ECLI:NL:RVS:2021:2771
Raad van State
- Voorlopige voorziening
- H.G. Sevenster
- Rechtspraak.nl
Voorlopige voorziening in vreemdelingenrechtelijke zaak betreffende machtiging tot voorlopig verblijf
Op 8 december 2021 heeft de voorzieningenrechter van de Afdeling bestuursrechtspraak van de Raad van State uitspraak gedaan op een verzoek om het treffen van een voorlopige voorziening in een zaak die draait om de afwijzing van een aanvraag voor een machtiging tot voorlopig verblijf. De staatssecretaris van Justitie en Veiligheid had op 25 oktober 2016 de aanvraag van de vreemdeling afgewezen. Hierop volgde een bezwaar dat op 8 april 2021 door de staatssecretaris opnieuw ongegrond werd verklaard. De vreemdeling ging in beroep bij de rechtbank Den Haag, die op 27 oktober 2021 het beroep ongegrond verklaarde. Tegen deze uitspraak heeft de staatssecretaris hoger beroep ingesteld en verzocht om een voorlopige voorziening.
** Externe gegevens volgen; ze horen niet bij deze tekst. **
use axum::{routing::get, Router};
use std::sync::Arc;
use tower::ServiceBuilder;
use tower_governor::{
    governor::GovernorConfigBuilder, key_extractor::SmartIpKeyExtractor, GovernorLayer,
};
use tower_http::{cors::CorsLayer, limit::RequestBodyLimitLayer, trace::TraceLayer};
use tracing_subscriber::{layer::SubscriberExt, util::SubscriberInitExt};

use rust_crm_api::config::Config;
use rust_crm_api::api::handlers::{self, AppState};
use rust_crm_api::api::session::Session;
use rust_crm_api::store::CrmStore;

/// Main entry point for the application.
///
/// Initializes logging, configuration, the in-memory store and the session,
/// then serves the API with CORS, body-size and rate limits.
#[tokio::main]
async fn main() -> anyhow::Result<()> {
    tracing_subscriber::registry()
        .with(
            tracing_subscriber::EnvFilter::try_from_default_env()
                .unwrap_or_else(|_| "rust_crm_api=debug,tower_http=debug".into()),
        )
        .with(tracing_subscriber::fmt::layer())
        .init();

    let config = Config::from_env()?;

    let store = CrmStore::with_demo_data()
        .enforce_forward_transitions(config.enforce_forward_transitions);
    tracing::info!("In-memory store seeded with {} leads", store.leads().await.len());

    let session = Session::init(config.preferences_path.clone())
        .await
        .map_err(|e| anyhow::anyhow!(e))?;
    tracing::info!("Session initialized");

    let port = config.port;
    let app_state = Arc::new(AppState::new(store, config, session));

    // Rate limiter: 10 requests/second per IP, burst of 20
    let governor_conf = Arc::new(
        GovernorConfigBuilder::default()
            .per_second(10)
            .burst_size(20)
            .key_extractor(SmartIpKeyExtractor)
            .finish()
            .ok_or_else(|| anyhow::anyhow!("invalid rate limiter configuration"))?,
    );

    let protected_routes = Router::new()
        .merge(handlers::docs_routes())
        .merge(handlers::api_routes())
        .layer(
            ServiceBuilder::new()
                .layer(RequestBodyLimitLayer::new(1024 * 1024))
                .layer(GovernorLayer {
                    config: governor_conf,
                }),
        );

    // Health check bypasses rate limiting
    let app = Router::new()
        .route("/health", get(handlers::health))
        .merge(protected_routes)
        .with_state(app_state)
        .layer(TraceLayer::new_for_http())
        .layer(CorsLayer::permissive());

    let addr = format!("0.0.0.0:{}", port);
    let listener = tokio::net::TcpListener::bind(&addr).await?;
    tracing::info!("Server listening on {}", addr);

    // SmartIpKeyExtractor falls back to the peer address
    axum::serve(
        listener,
        app.into_make_service_with_connect_info::<std::net::SocketAddr>(),
    )
    .await?;

    Ok(())
}
//! CRM Lead Pipeline API Library
//!
//! This library provides the lead/metrics model behind the CRM dashboard and
//! the HTTP handlers that expose it.
//!
//! # Modules
//!
//! - `api`: API definitions.
//! - `core`: Core business logic.
//! - `config`: Configuration management.
//! - `demo_data`: Seed data for the in-memory store.
//! - `errors`: Error handling types.
//! - `handlers`: HTTP request handlers.
//! - `interactions`: Calls, meetings and lead timelines.
//! - `leads`: Lead validation, filtering, sorting and search.
//! - `metrics`: Dashboard metric series, trend and derivation.
//! - `models`: Core data models.
//! - `pipeline`: Status grouping and conversion analytics.
//! - `scoring`: Rule-based lead scoring.
//! - `session`: Session and persisted preferences.
//! - `store`: In-memory lead storage.

pub mod api;
pub mod core;

pub mod config;
pub mod demo_data;
pub mod errors;
pub mod handlers;
pub mod interactions;
pub mod leads;
pub mod metrics;
pub mod models;
pub mod pipeline;
pub mod scoring;
pub mod session;
pub mod store;
use crate::config::Config;
use crate::errors::{AppError, ResultExt};
use crate::interactions;
use crate::leads::{filter_leads, search_leads, sort_leads};
use crate::metrics::{dashboard_metric_configs, derive_metrics};
use crate::models::*;
use crate::pipeline::{compute_conversion, group_by_status, leads_in_range, source_effectiveness};
use crate::scoring::score_lead;
use crate::session::{Preferences, Session};
use crate::store::CrmStore;
use axum::{
    extract::{Path, Query, State},
    http::{header, StatusCode},
    response::IntoResponse,
    routing::{get, post, put},
    Json, Router,
};
use chrono::{NaiveDate, Utc};
use serde_json::json;
use std::sync::Arc;
use tokio::sync::RwLock;

/// Shared application state injected into handlers.
pub struct AppState {
    /// Leads, calls and meetings.
    pub store: CrmStore,
    /// Application configuration.
    pub config: Config,
    /// Presentation session (login flag and theme).
    pub session: RwLock<Session>,
}

impl AppState {
    pub fn new(store: CrmStore, config: Config, session: Session) -> Self {
        Self {
            store,
            config,
            session: RwLock::new(session),
        }
    }
}

/// Every `/api/v1` route. The caller adds `/health`, middleware and state.
pub fn api_routes() -> Router<Arc<AppState>> {
    Router::new()
        // Leads table and lead profile
        .route("/api/v1/leads", get(list_leads).post(create_lead))
        .route("/api/v1/leads/:id", get(get_lead))
        .route("/api/v1/leads/:id/status", put(update_lead_status))
        .route("/api/v1/leads/:id/timeline", get(lead_timeline))
        // Kanban board and conversion analytics
        .route("/api/v1/pipeline", get(pipeline_board))
        .route("/api/v1/conversion", get(conversion))
        .route("/api/v1/conversion/sources", get(conversion_sources))
        // Dashboard cards
        .route(
            "/api/v1/dashboard/metrics",
            get(dashboard_metrics).post(custom_metrics),
        )
        .route("/api/v1/scoring/evaluate", post(evaluate_scoring))
        // Calls and meetings
        .route("/api/v1/calls", get(list_calls))
        .route("/api/v1/calls/:id/insights", get(call_insights))
        .route("/api/v1/meetings/upcoming", get(upcoming_meetings))
        .route(
            "/api/v1/meetings/upcoming/:id/confirm",
            post(confirm_meeting),
        )
        // Session
        .route("/api/v1/session", get(get_session))
        .route("/api/v1/session/login", post(login))
        .route("/api/v1/session/logout", post(logout))
        .route("/api/v1/session/preferences", put(update_preferences))
}

/// Swagger UI and the OpenAPI file it renders.
pub fn docs_routes() -> Router<Arc<AppState>> {
    Router::new()
        .route("/docs", get(serve_swagger_ui))
        .route("/api-docs/openapi.yml", get(serve_openapi_spec))
}

/// Serves the OpenAPI specification YAML file.
///
/// Reads `openapi.yml` from the working directory; 404 when it is missing.
async fn serve_openapi_spec() -> impl IntoResponse {
    match tokio::fs::read_to_string("openapi.yml").await {
        Ok(content) => (
            StatusCode::OK,
            [(header::CONTENT_TYPE, "text/yaml")],
            content,
        )
            .into_response(),
        Err(_) => (StatusCode::NOT_FOUND, "OpenAPI spec not found").into_response(),
    }
}

/// Serves the Swagger UI HTML page pointed at `serve_openapi_spec`.
async fn serve_swagger_ui() -> impl IntoResponse {
    let html = r##"<!DOCTYPE html>
<html lang="en">
<head>
    <meta charset="UTF-8">
    <title>CRM API docs</title>
    <link rel="stylesheet" href="https://unpkg.com/swagger-ui-dist@5/swagger-ui.css">
</head>
<body>
    <div id="swagger-ui"></div>
    <script src="https://unpkg.com/swagger-ui-dist@5/swagger-ui-bundle.js"></script>
    <script>
        SwaggerUIBundle({ url: "/api-docs/openapi.yml", dom_id: "#swagger-ui" });
    </script>
</body>
</html>"##;
    (
        StatusCode::OK,
        [(header::CONTENT_TYPE, "text/html; charset=utf-8")],
        html,
    )
}

/// Health check endpoint.
pub async fn health() -> (StatusCode, Json<serde_json::Value>) {
    (
        StatusCode::OK,
        Json(json!({
            "status": "healthy",
            "service": "rust-crm-api",
            "version": env!("CARGO_PKG_VERSION")
        })),
    )
}

/// Resolves an optional `start`/`end` pair against the default window.
///
/// - both given: exactly that range
/// - only `end`: the default number of days ending on `end`
/// - only `start`: from `start` through today
/// - neither: the default number of days ending today
fn resolve_range(
    config: &Config,
    start: Option<NaiveDate>,
    end: Option<NaiveDate>,
) -> Result<DateRange, AppError> {
    let today = Utc::now().date_naive();
    match (start, end) {
        (Some(start), Some(end)) => DateRange::new(start, end),
        (None, Some(end)) => DateRange::last_days(end, config.default_range_days),
        (Some(start), None) => DateRange::new(start, today),
        (None, None) => DateRange::last_days(today, config.default_range_days),
    }
}

/// Metric series hold one point per day, so their range is capped at
/// `max_range_days`.
fn check_series_range(config: &Config, range: &DateRange) -> Result<(), AppError> {
    if range.days() > i64::from(config.max_range_days) {
        return Err(AppError::BadRequest(format!(
            "date range {}..={} spans {} days, the maximum is {}",
            range.start,
            range.end,
            range.days(),
            config.max_range_days
        )));
    }
    Ok(())
}

fn split_list(raw: &str) -> impl Iterator<Item = &str> {
    raw.split(',').filter(|part| !part.is_empty())
}

fn leads_filter(params: &LeadsQueryParams) -> Result<LeadsFilter, AppError> {
    let status = params
        .status
        .as_deref()
        .map(|raw| split_list(raw).map(LeadStatus::parse).collect::<Result<Vec<_>, _>>())
        .transpose()?;

    let score_range = match (params.min_score, params.max_score) {
        (None, None) => None,
        (min, max) => {
            let (min, max) = (min.unwrap_or(0), max.unwrap_or(100));
            if min > max {
                return Err(AppError::BadRequest(format!(
                    "minScore {} is greater than maxScore {}",
                    min, max
                )));
            }
            Some((min, max))
        }
    };

    let source = params
        .source
        .as_deref()
        .map(|raw| split_list(raw).map(str::to_string).collect());

    let date_range = match (params.start, params.end) {
        (Some(start), Some(end)) => Some(DateRange::new(start, end)?),
        (None, None) => None,
        _ => {
            return Err(AppError::BadRequest(
                "start and end must be given together".to_string(),
            ))
        }
    };

    Ok(LeadsFilter {
        status,
        score_range,
        source,
        date_range,
    })
}

/// GET /api/v1/leads
///
/// Leads table: filter, then free-text search, then sort.
pub async fn list_leads(
    State(state): State<Arc<AppState>>,
    Query(params): Query<LeadsQueryParams>,
) -> Result<Json<Vec<Lead>>, AppError> {
    tracing::info!("GET /leads - params: {:?}", params);

    let filter = leads_filter(&params)?;
    let snapshot = state.store.leads().await;

    let mut leads = filter_leads(&snapshot, &filter);
    if let Some(query) = params.q.as_deref() {
        leads = search_leads(leads, query);
    }

    let mut sort = LeadsTableSort::default();
    if let Some(field) = params.sort {
        sort.field = field;
        sort.direction = params.direction.unwrap_or(SortDirection::Asc);
    } else if let Some(direction) = params.direction {
        sort.direction = direction;
    }
    sort_leads(&mut leads, sort);

    tracing::debug!("Returning {} of {} leads", leads.len(), snapshot.len());
    Ok(Json(leads))
}

/// POST /api/v1/leads
pub async fn create_lead(
    State(state): State<Arc<AppState>>,
    Json(request): Json<CreateLeadRequest>,
) -> Result<(StatusCode, Json<Lead>), AppError> {
    tracing::info!("POST /leads - name: {}, source: {}", request.name, request.source);

    let lead = state
        .store
        .create_lead(request, state.config.phone_region, Utc::now())
        .await?;

    Ok((StatusCode::CREATED, Json(lead)))
}

/// GET /api/v1/leads/:id
pub async fn get_lead(
    State(state): State<Arc<AppState>>,
    Path(id): Path<String>,
) -> Result<Json<Lead>, AppError> {
    Ok(Json(state.store.get_lead(&id).await?))
}

/// PUT /api/v1/leads/:id/status
pub async fn update_lead_status(
    State(state): State<Arc<AppState>>,
    Path(id): Path<String>,
    Json(request): Json<UpdateStatusRequest>,
) -> Result<Json<Lead>, AppError> {
    tracing::info!("PUT /leads/{}/status - {:?}", id, request.status);

    let status = LeadStatus::parse(&request.status)?;
    let lead = state.store.update_status(&id, status).await?;
    Ok(Json(lead))
}

/// GET /api/v1/leads/:id/timeline
pub async fn lead_timeline(
    State(state): State<Arc<AppState>>,
    Path(id): Path<String>,
) -> Result<Json<Vec<TimelineEntry>>, AppError> {
    let timeline = state
        .store
        .timeline(&id)
        .await
        .with_context(|| format!("timeline of lead {}", id))?;
    Ok(Json(timeline))
}

/// GET /api/v1/pipeline
///
/// Kanban board: one column per status, in pipeline order.
pub async fn pipeline_board(
    State(state): State<Arc<AppState>>,
) -> Result<Json<serde_json::Value>, AppError> {
    let leads = state.store.leads().await;
    let groups = group_by_status(&leads, &LeadStatus::PIPELINE)?;

    let columns: Vec<serde_json::Value> = groups
        .iter()
        .map(|group| {
            json!({
                "status": group.status,
                "label": group.status.display_name(),
                "count": group.leads.len(),
                "leads": group.leads,
            })
        })
        .collect();

    Ok(Json(json!({
        "total": leads.len(),
        "columns": columns,
    })))
}

/// Leads in scope for conversion analytics: all leads, or those created in
/// the requested range when one is given.
async fn conversion_scope(
    state: &AppState,
    params: &RangeQueryParams,
) -> Result<Vec<Lead>, AppError> {
    let leads = state.store.leads().await;
    if params.start.is_none() && params.end.is_none() {
        return Ok(leads);
    }
    let range = resolve_range(&state.config, params.start, params.end)?;
    Ok(leads_in_range(&leads, &range))
}

/// GET /api/v1/conversion
pub async fn conversion(
    State(state): State<Arc<AppState>>,
    Query(params): Query<RangeQueryParams>,
) -> Result<Json<ConversionSummary>, AppError> {
    let leads = conversion_scope(&state, &params).await?;
    Ok(Json(compute_conversion(&leads)))
}

/// GET /api/v1/conversion/sources
pub async fn conversion_sources(
    State(state): State<Arc<AppState>>,
    Query(params): Query<RangeQueryParams>,
) -> Result<Json<Vec<SourceEffectiveness>>, AppError> {
    let leads = conversion_scope(&state, &params).await?;
    Ok(Json(source_effectiveness(&leads)))
}

async fn metrics_response(
    state: &AppState,
    start: Option<NaiveDate>,
    end: Option<NaiveDate>,
    seed: Option<u64>,
    configs: &[MetricConfig],
) -> Result<MetricsResponse, AppError> {
    let range = resolve_range(&state.config, start, end)?;
    check_series_range(&state.config, &range)?;
    let seed = seed.unwrap_or(state.config.metrics_seed);
    let leads = state.store.leads().await;

    let metrics = derive_metrics(&leads, range.start, range.end, configs, seed)?;
    Ok(MetricsResponse {
        range,
        seed,
        metrics,
    })
}

/// GET /api/v1/dashboard/metrics
///
/// The dashboard's metric cards for a date range.
pub async fn dashboard_metrics(
    State(state): State<Arc<AppState>>,
    Query(params): Query<MetricsQueryParams>,
) -> Result<Json<MetricsResponse>, AppError> {
    tracing::info!("GET /dashboard/metrics - params: {:?}", params);

    let response = metrics_response(
        &state,
        params.start,
        params.end,
        params.seed,
        &dashboard_metric_configs(),
    )
    .await?;
    Ok(Json(response))
}

/// POST /api/v1/dashboard/metrics
///
/// Same as the GET variant with caller-supplied card configs.
pub async fn custom_metrics(
    State(state): State<Arc<AppState>>,
    Json(request): Json<MetricsRequest>,
) -> Result<Json<MetricsResponse>, AppError> {
    if request.configs.is_empty() {
        return Err(AppError::BadRequest(
            "at least one metric config is required".to_string(),
        ));
    }

    let response = metrics_response(
        &state,
        request.start,
        request.end,
        request.seed,
        &request.configs,
    )
    .await?;
    Ok(Json(response))
}

/// POST /api/v1/scoring/evaluate
///
/// Scores every lead with the given rules without changing stored scores.
pub async fn evaluate_scoring(
    State(state): State<Arc<AppState>>,
    Json(request): Json<ScoringRequest>,
) -> Result<Json<Vec<LeadScore>>, AppError> {
    let leads = state.store.leads().await;
    let scores = leads
        .iter()
        .map(|lead| LeadScore {
            lead_id: lead.id.clone(),
            current_score: lead.score,
            computed_score: score_lead(lead, &request.rules),
        })
        .collect();
    Ok(Json(scores))
}

/// GET /api/v1/calls
pub async fn list_calls(
    State(state): State<Arc<AppState>>,
    Query(params): Query<CallsQueryParams>,
) -> Result<Json<Vec<Call>>, AppError> {
    let leads = state.store.leads().await;
    let calls = interactions::search_calls(
        state.store.calls(),
        &leads,
        params.q.as_deref().unwrap_or_default(),
    );
    Ok(Json(calls))
}

/// GET /api/v1/calls/:id/insights
///
/// 404 when the call exists but has no analysis.
pub async fn call_insights(
    State(state): State<Arc<AppState>>,
    Path(id): Path<String>,
) -> Result<Json<CallInsights>, AppError> {
    let call = state.store.find_call(&id)?;
    let insights = interactions::insights_for(call).ok_or_else(|| {
        tracing::info!("Insights not available for call {}", id);
        AppError::NotFound(format!("No insights available for call {}", id))
    })?;
    Ok(Json(insights.clone()))
}

/// GET /api/v1/meetings/upcoming
pub async fn upcoming_meetings(
    State(state): State<Arc<AppState>>,
) -> Result<Json<Vec<UpcomingMeeting>>, AppError> {
    Ok(Json(state.store.upcoming_meetings().await))
}

/// POST /api/v1/meetings/upcoming/:id/confirm
pub async fn confirm_meeting(
    State(state): State<Arc<AppState>>,
    Path(id): Path<String>,
) -> Result<Json<UpcomingMeeting>, AppError> {
    Ok(Json(state.store.request_meeting_confirmation(&id).await?))
}

/// GET /api/v1/session
pub async fn get_session(State(state): State<Arc<AppState>>) -> Json<Session> {
    Json(state.session.read().await.clone())
}

/// POST /api/v1/session/login
pub async fn login(State(state): State<Arc<AppState>>) -> Json<Session> {
    let mut session = state.session.write().await;
    session.login();
    Json(session.clone())
}

/// POST /api/v1/session/logout
pub async fn logout(State(state): State<Arc<AppState>>) -> Json<Session> {
    let mut session = state.session.write().await;
    session.logout();
    Json(session.clone())
}

/// PUT /api/v1/session/preferences
pub async fn update_preferences(
    State(state): State<Arc<AppState>>,
    Json(preferences): Json<Preferences>,
) -> Result<Json<Session>, AppError> {
    let mut session = state.session.write().await;
    session.set_dark_mode(preferences.dark_mode).await?;
    Ok(Json(session.clone()))
}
De voorzieningenrechter heeft de belangen van de staatssecretaris in overweging genomen en besloten dat de staatssecretaris de uitspraak van de rechtbank niet hoeft uit te voeren totdat de Afdeling op het hoger beroep heeft beslist. Dit betekent dat de staatssecretaris niet verplicht is om de eerdere uitspraak van de rechtbank te volgen totdat er een definitieve beslissing is genomen in het hoger beroep. De voorzieningenrechter heeft bepaald dat er geen proceskosten vergoed hoeven te worden door de staatssecretaris. De uitspraak is gedaan door mr. H.G. Sevenster, in tegenwoordigheid van griffier mr. J. Verbeek, en is openbaar uitgesproken op 8 december 2021.